Chapter 3: Managing Multiple SharePoint Locations

Large, geographically dispersed enterprises face a unique challenge in data delivery despite their platform choice. For example, data that is confidential or not easily managed may need to remain centrally located among the many servers of a large network. Other data may be stored on servers closest in network location to the users who most frequently access that data. Supporting any data platform across multiple server locations requires planning, flexibility, and diligent monitoring.
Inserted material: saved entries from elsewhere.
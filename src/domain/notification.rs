//! Notification campaign definitions and the targeting engine.
//!
//! [`select_notification`] is the deterministic core of notification
//! delivery: given page-filtered candidates and the relevant view history,
//! it picks at most one definition to present. Recording the presentation
//! is the service layer's job; this module stays a pure function of its
//! inputs.

use chrono::{DateTime, Duration, Utc};
use serde::{Deserialize, Serialize};
use utoipa::ToSchema;

use super::ids::{NotificationId, SessionId};

/// Visual style of a notification.
#[derive(Debug, Clone, Copy, PartialEq, Eq, Serialize, Deserialize, ToSchema)]
#[serde(rename_all = "snake_case")]
pub enum NotificationKind {
    /// Inline banner at the top of the page.
    Banner,
    /// Corner popup.
    Popup,
    /// Blocking modal dialog.
    Modal,
}

impl NotificationKind {
    /// Returns the kind as a static string slice.
    #[must_use]
    pub const fn as_str(&self) -> &'static str {
        match self {
            Self::Banner => "banner",
            Self::Popup => "popup",
            Self::Modal => "modal",
        }
    }

    /// Parses a kind from its wire string. Returns `None` for unknown input.
    #[must_use]
    pub fn parse(s: &str) -> Option<Self> {
        match s {
            "banner" => Some(Self::Banner),
            "popup" => Some(Self::Popup),
            "modal" => Some(Self::Modal),
            _ => None,
        }
    }
}

/// How often a notification may be re-presented to the same audience.
#[derive(Debug, Clone, Copy, PartialEq, Eq, Serialize, Deserialize, ToSchema)]
#[serde(rename_all = "snake_case")]
pub enum DisplayFrequency {
    /// Eligible on every evaluation, even with prior views.
    Always,
    /// Eligible again 24 hours after the last same-session view.
    Daily,
    /// At most once per session.
    Session,
    /// At most once ever: any view record, from any session, blocks it.
    Once,
}

impl DisplayFrequency {
    /// Returns the frequency as a static string slice.
    #[must_use]
    pub const fn as_str(&self) -> &'static str {
        match self {
            Self::Always => "always",
            Self::Daily => "daily",
            Self::Session => "session",
            Self::Once => "once",
        }
    }

    /// Parses a frequency from its wire string. Returns `None` for unknown
    /// input.
    #[must_use]
    pub fn parse(s: &str) -> Option<Self> {
        match s {
            "always" => Some(Self::Always),
            "daily" => Some(Self::Daily),
            "session" => Some(Self::Session),
            "once" => Some(Self::Once),
            _ => None,
        }
    }
}

/// Pages a notification may appear on.
#[derive(Debug, Clone, PartialEq, Eq)]
pub enum DisplayPages {
    /// Every page.
    All,
    /// Only the listed page paths.
    Pages(Vec<String>),
}

impl DisplayPages {
    /// Builds from a wire list where the entry `"all"` acts as a wildcard.
    #[must_use]
    pub fn from_wildcard_list(pages: Vec<String>) -> Self {
        if pages.iter().any(|p| p == "all") {
            Self::All
        } else {
            Self::Pages(pages)
        }
    }

    /// Renders back to the wire list form (`["all"]` for the wildcard).
    #[must_use]
    pub fn to_wildcard_list(&self) -> Vec<String> {
        match self {
            Self::All => vec!["all".to_string()],
            Self::Pages(pages) => pages.clone(),
        }
    }

    /// Returns `true` if the given page is covered.
    #[must_use]
    pub fn contains(&self, page: &str) -> bool {
        match self {
            Self::All => true,
            Self::Pages(pages) => pages.iter().any(|p| p == page),
        }
    }
}

/// Fields of a notification under admin control, without identity.
///
/// Handlers build a draft from the request body; the service turns it
/// into a [`NotificationDefinition`] (create) or merges it over an
/// existing one (update).
#[derive(Debug, Clone)]
pub struct NotificationDraft {
    /// Short headline.
    pub title: String,
    /// Body content.
    pub content: String,
    /// Visual style.
    pub kind: NotificationKind,
    /// Re-presentation rule.
    pub frequency: DisplayFrequency,
    /// Pages the notification may appear on.
    pub pages: DisplayPages,
    /// Selection priority; higher wins.
    pub priority: i32,
    /// Optional start of the active window.
    pub starts_at: Option<DateTime<Utc>>,
    /// Optional end of the active window.
    pub ends_at: Option<DateTime<Utc>>,
    /// Optional navigation target for clicks.
    pub link_url: Option<String>,
}

/// A configured notification campaign.
///
/// Owned and mutated by the admin surface; read-only to the targeting
/// engine.
#[derive(Debug, Clone)]
pub struct NotificationDefinition {
    /// Unique identifier (immutable after creation).
    pub id: NotificationId,
    /// Short headline.
    pub title: String,
    /// Body content.
    pub content: String,
    /// Visual style.
    pub kind: NotificationKind,
    /// Re-presentation rule.
    pub frequency: DisplayFrequency,
    /// Pages the notification may appear on.
    pub pages: DisplayPages,
    /// Selection priority; higher wins, ties keep catalog order.
    pub priority: i32,
    /// Optional start of the active window.
    pub starts_at: Option<DateTime<Utc>>,
    /// Optional end of the active window.
    pub ends_at: Option<DateTime<Utc>>,
    /// Optional navigation target for clicks.
    pub link_url: Option<String>,
    /// Creation timestamp (immutable after creation).
    pub created_at: DateTime<Utc>,
}

impl NotificationDefinition {
    /// Creates a definition from a draft with a fresh identity.
    #[must_use]
    pub fn from_draft(draft: NotificationDraft) -> Self {
        Self {
            id: NotificationId::new(),
            title: draft.title,
            content: draft.content,
            kind: draft.kind,
            frequency: draft.frequency,
            pages: draft.pages,
            priority: draft.priority,
            starts_at: draft.starts_at,
            ends_at: draft.ends_at,
            link_url: draft.link_url,
            created_at: Utc::now(),
        }
    }

    /// Returns a copy with the draft's fields applied, keeping identity
    /// and creation time.
    #[must_use]
    pub fn with_draft(&self, draft: NotificationDraft) -> Self {
        Self {
            id: self.id,
            title: draft.title,
            content: draft.content,
            kind: draft.kind,
            frequency: draft.frequency,
            pages: draft.pages,
            priority: draft.priority,
            starts_at: draft.starts_at,
            ends_at: draft.ends_at,
            link_url: draft.link_url,
            created_at: self.created_at,
        }
    }

    /// Returns `true` if the notification may appear on the given page.
    #[must_use]
    pub fn applies_to_page(&self, page: &str) -> bool {
        self.pages.contains(page)
    }

    /// Returns `true` if `now` falls inside the active window.
    #[must_use]
    pub fn is_active_at(&self, now: DateTime<Utc>) -> bool {
        self.starts_at.is_none_or(|s| now >= s) && self.ends_at.is_none_or(|e| now <= e)
    }
}

/// Record of one presentation of a notification to a session.
///
/// Created when the engine selects the notification; updated when the
/// visitor dismisses or clicks it.
#[derive(Debug, Clone, PartialEq, Eq)]
pub struct ViewRecord {
    /// Presented notification.
    pub notification_id: NotificationId,
    /// Session it was presented to.
    pub session_id: SessionId,
    /// Presentation time.
    pub viewed_at: DateTime<Utc>,
    /// Whether the visitor dismissed it.
    pub dismissed: bool,
    /// Whether the visitor clicked it.
    pub clicked: bool,
}

/// Selects at most one notification to present.
///
/// `candidates` must already be filtered to the current page and active
/// window. `history` holds the session's view records plus, for
/// once-frequency candidates, records from any session. Candidates are
/// ordered by descending priority (stable, so ties keep catalog order)
/// and the first eligible one wins.
///
/// Eligibility per candidate:
/// - no record at all: eligible;
/// - `always`: eligible;
/// - `daily`: eligible iff 24 hours have passed since the latest
///   same-session view (or there is none);
/// - `session`: ineligible if any same-session record exists;
/// - `once`: ineligible if any record exists, regardless of session.
#[must_use]
pub fn select_notification<'a>(
    candidates: &'a [NotificationDefinition],
    history: &[ViewRecord],
    session: SessionId,
    now: DateTime<Utc>,
) -> Option<&'a NotificationDefinition> {
    let mut ordered: Vec<&NotificationDefinition> = candidates.iter().collect();
    ordered.sort_by(|a, b| b.priority.cmp(&a.priority));
    ordered
        .into_iter()
        .find(|c| is_eligible(c, history, session, now))
}

fn is_eligible(
    candidate: &NotificationDefinition,
    history: &[ViewRecord],
    session: SessionId,
    now: DateTime<Utc>,
) -> bool {
    let mut any_record = false;
    let mut same_session = false;
    let mut latest_session_view: Option<DateTime<Utc>> = None;

    for record in history
        .iter()
        .filter(|r| r.notification_id == candidate.id)
    {
        any_record = true;
        if record.session_id == session {
            same_session = true;
            let newer = latest_session_view.is_none_or(|t| record.viewed_at > t);
            if newer {
                latest_session_view = Some(record.viewed_at);
            }
        }
    }

    if !any_record {
        return true;
    }

    match candidate.frequency {
        DisplayFrequency::Always => true,
        DisplayFrequency::Daily => {
            latest_session_view.is_none_or(|t| now - t >= Duration::hours(24))
        }
        DisplayFrequency::Session => !same_session,
        DisplayFrequency::Once => false,
    }
}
Few software platforms exemplify such network management requirements quite like Microsoft SharePoint. Enterprise‐class scaled SharePoint farm layouts often employ servers located far away from one another both geographically and in terms of TCP/IP network infrastructure. Additionally, the logical architecture of sites in a SharePoint Web application allow for content to be delivered via multiple sites or via multiple lists and libraries within a site. So although managing multiple SharePoint locations may seem like a concern reserved only for large implementations, small single‐server SharePoint deployments also face the challenge of determining just where and how to deliver their information.

This chapter will examine the concept of single‐instance storage as it relates to SharePoint content as well as its advantages and disadvantages. We will also look at localizing content for multi‐language or multi‐metadata needs, and the limitations of native SharePoint tools for replicating and translating content. We will discuss the need for a centralized management tool in a multiple server location SharePoint enterprise as well as the process of maintaining consistent security settings across locations, and the shortcomings of SharePoint native utilities in managing these requirements.


Chapter 4: SharePoint Archiving and Reporting Best Practices

The previous chapters of this book have explored the hurdles of distributed administration and dispersed localizations in large SharePoint enterprises. One of the remaining challenges that all SharePoint Administrators face over time is data life cycle management. With the passage of hours, data that has been entered into SharePoint will inevitably be accessed and likely more than once. Some data may have a life span or “shelf life” after which it is not required to be readily available if available at all. Other data may require an audit trail of some sort to identify who has been accessing it, when, and for what purpose. Deciding how long to hold onto information in SharePoint and determining what exactly needs to be reported about that information during its residence can keep an experienced administrator awake at night.

Microsoft assists in such endeavors by offering a series of best practices articles for Microsoft Office SharePoint Server 2007 that are helpful when implementing native MOSS 2007 solutions for archiving and reporting. Alas, no such solutions are available in Windows SharePoint Services 3.0 environments without custom programming or third-party utilities, so there are no best practice suggestions on archiving and reporting for the free implementation of SharePoint. However, SharePoint uses Microsoft SQL Server 2005 or 2008 as its repository, so there are a myriad of archiving and reporting strategies that could be executed directly against the SharePoint content databases without involving SharePoint per say, opening up an entirely separate can of best practice worms for SQL Server.

This chapter will explore the art of determining reasonable data retention and reporting goals as well as Microsoft suggestions for implementing native solutions using MOSS 2007. We will then take a look at the limitations of the native MOSS 2007 archiving and reporting tools as well as the difficulty of defining SQL Server Reporting Services to report on SharePoint data. The chapter will also outline reasons for fighting the urge to directly query SharePoint databases in SQL Server as a means of archiving or reporting. Lastly, we will discuss the advantages of Microsoft Partner and third-party solutions that have already tamed the SharePoint databases and have done most of the archive and report design work for you.